Reproduce the full listing without a single change.
__________________________________________________
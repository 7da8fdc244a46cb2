use serde::{Deserialize, Serialize};
use tsify_next::Tsify;

use crate::types::Price;

/// Fraction at or above which a price rounds up to `whole.99`.
const ROUND_UP_FRACTION: f64 = 0.49;

/// Absorbs binary noise in the fraction (`19.49 - 19.0 == 0.48999...`).
const FRACTION_EPSILON: f64 = 1e-9;

const BAND_UPPER: f64 = 1.25;
const BAND_LOWER: f64 = 0.75;

/// `whole + 0.99`, as the double nearest the two-decimal value.
fn anchor(whole: f64) -> f64 {
    (whole * 100.0 + 99.0) / 100.0
}

/// Snap a price to the nearest `.99` anchor.
///
/// - fraction ≥ 0.49 → `whole.99`
/// - otherwise `(whole - 1).99`, except below 1.00 where the result is 0.99
///
/// N/A for non-positive or non-finite input.
pub fn smart_round(x: f64) -> Price {
    if !x.is_finite() || x <= 0.0 {
        return None;
    }
    let whole = x.floor();
    let frac = x - whole;
    if frac + FRACTION_EPSILON >= ROUND_UP_FRACTION {
        Some(anchor(whole))
    } else if whole == 0.0 {
        Some(anchor(0.0))
    } else {
        Some(anchor(whole - 1.0))
    }
}

/// Upper and lower prices around the adjusted price.
#[derive(Debug, Clone, Copy, PartialEq, Default, Serialize, Deserialize, Tsify)]
#[tsify(into_wasm_abi)]
pub struct PriceBand {
    pub upper: Price,
    pub lower: Price,
}

/// ±25% band around `adjusted`, each side smart-rounded.
pub fn derive_band(adjusted: Price) -> PriceBand {
    match adjusted.filter(|p| *p != 0.0) {
        Some(p) => PriceBand {
            upper: smart_round(p * BAND_UPPER),
            lower: smart_round(p * BAND_LOWER),
        },
        None => PriceBand::default(),
    }
}

#[cfg(test)]
mod tests {
    use super::*;

    #[test]
    fn rounds_up_at_threshold() {
        assert_eq!(smart_round(19.49), Some(19.99));
        assert_eq!(smart_round(19.75), Some(19.99));
        assert_eq!(smart_round(20.0 - 1e-12), Some(19.99));
    }

    #[test]
    fn rounds_down_below_threshold() {
        assert_eq!(smart_round(19.48), Some(18.99));
        assert_eq!(smart_round(20.0), Some(19.99));
        assert_eq!(smart_round(73.0), Some(72.99));
    }

    #[test]
    fn sub_dollar_amounts_floor_to_99_cents() {
        assert_eq!(smart_round(0.50), Some(0.99));
        assert_eq!(smart_round(0.10), Some(0.99));
        assert_eq!(smart_round(1.20), Some(0.99));
    }

    #[test]
    fn already_anchored_is_fixed_point() {
        for whole in [0.0, 4.0, 19.0, 59.0, 199.0] {
            let p = anchor(whole);
            assert_eq!(smart_round(p), Some(p));
        }
    }

    #[test]
    fn non_positive_is_unavailable() {
        assert_eq!(smart_round(0.0), None);
        assert_eq!(smart_round(-5.0), None);
        assert_eq!(smart_round(f64::NAN), None);
        assert_eq!(smart_round(f64::INFINITY), None);
    }

    #[test]
    fn band_offsets() {
        let band = derive_band(Some(19.99));
        assert_eq!(band.upper, Some(24.99));
        assert_eq!(band.lower, Some(14.99));

        let band = derive_band(Some(40.0));
        assert_eq!(band.upper, Some(49.99));
        assert_eq!(band.lower, Some(29.99));
    }

    #[test]
    fn band_unavailable_for_na_or_zero() {
        assert_eq!(derive_band(None), PriceBand::default());
        assert_eq!(derive_band(Some(0.0)), PriceBand { upper: None, lower: None });
    }
}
__________________________________________________
## EXERCISE RESPONSE:
repository 7da8fdc244a46cb2
use serde::{Deserialize, Serialize};
use tsify_next::Tsify;

use crate::types::Price;

/// Fraction at or above which a price rounds up to `whole.99`.
const ROUND_UP_FRACTION: f64 = 0.49;

/// Absorbs binary noise in the fraction (`19.49 - 19.0 == 0.48999...`).
const FRACTION_EPSILON: f64 = 1e-9;

const BAND_UPPER: f64 = 1.25;
const BAND_LOWER: f64 = 0.75;

/// `whole + 0.99`, as the double nearest the two-decimal value.
fn anchor(whole: f64) -> f64 {
    (whole * 100.0 + 99.0) / 100.0
}

/// Snap a price to the nearest `.99` anchor.
///
/// - fraction ≥ 0.49 → `whole.99`
/// - otherwise `(whole - 1).99`, except below 1.00 where the result is 0.99
///
/// N/A for non-positive or non-finite input.
pub fn smart_round(x: f64) -> Price {
    if !x.is_finite() || x <= 0.0 {
        return None;
    }
    let whole = x.floor();
    let frac = x - whole;
    if frac + FRACTION_EPSILON >= ROUND_UP_FRACTION {
        Some(anchor(whole))
    } else if whole == 0.0 {
        Some(anchor(0.0))
    } else {
        Some(anchor(whole - 1.0))
    }
}

/// Upper and lower prices around the adjusted price.
#[derive(Debug, Clone, Copy, PartialEq, Default, Serialize, Deserialize, Tsify)]
#[tsify(into_wasm_abi)]
pub struct PriceBand {
    pub upper: Price,
    pub lower: Price,
}

/// ±25% band around `adjusted`, each side smart-rounded.
pub fn derive_band(adjusted: Price) -> PriceBand {
    match adjusted.filter(|p| *p != 0.0) {
        Some(p) => PriceBand {
            upper: smart_round(p * BAND_UPPER),
            lower: smart_round(p * BAND_LOWER),
        },
        None => PriceBand::default(),
    }
}

#[cfg(test)]
mod tests {
    use super::*;

    #[test]
    fn rounds_up_at_threshold() {
        assert_eq!(smart_round(19.49), Some(19.99));
        assert_eq!(smart_round(19.75), Some(19.99));
        assert_eq!(smart_round(20.0 - 1e-12), Some(19.99));
    }

    #[test]
    fn rounds_down_below_threshold() {
        assert_eq!(smart_round(19.48), Some(18.99));
        assert_eq!(smart_round(20.0), Some(19.99));
        assert_eq!(smart_round(73.0), Some(72.99));
    }

    #[test]
    fn sub_dollar_amounts_floor_to_99_cents() {
        assert_eq!(smart_round(0.50), Some(0.99));
        assert_eq!(smart_round(0.10), Some(0.99));
        assert_eq!(smart_round(1.20), Some(0.99));
    }

    #[test]
    fn already_anchored_is_fixed_point() {
        for whole in [0.0, 4.0, 19.0, 59.0, 199.0] {
            let p = anchor(whole);
            assert_eq!(smart_round(p), Some(p));
        }
    }

    #[test]
    fn non_positive_is_unavailable() {
        assert_eq!(smart_round(0.0), None);
        assert_eq!(smart_round(-5.0), None);
        assert_eq!(smart_round(f64::NAN), None);
        assert_eq!(smart_round(f64::INFINITY), None);
    }

    #[test]
    fn band_offsets() {
        let band = derive_band(Some(19.99));
        assert_eq!(band.upper, Some(24.99));
        assert_eq!(band.lower, Some(14.99));

        let band = derive_band(Some(40.0));
        assert_eq!(band.upper, Some(49.99));
        assert_eq!(band.lower, Some(29.99));
    }

    #[test]
    fn band_unavailable_for_na_or_zero() {
        assert_eq!(derive_band(None), PriceBand::default());
        assert_eq!(derive_band(Some(0.0)), PriceBand { upper: None, lower: None });
    }
}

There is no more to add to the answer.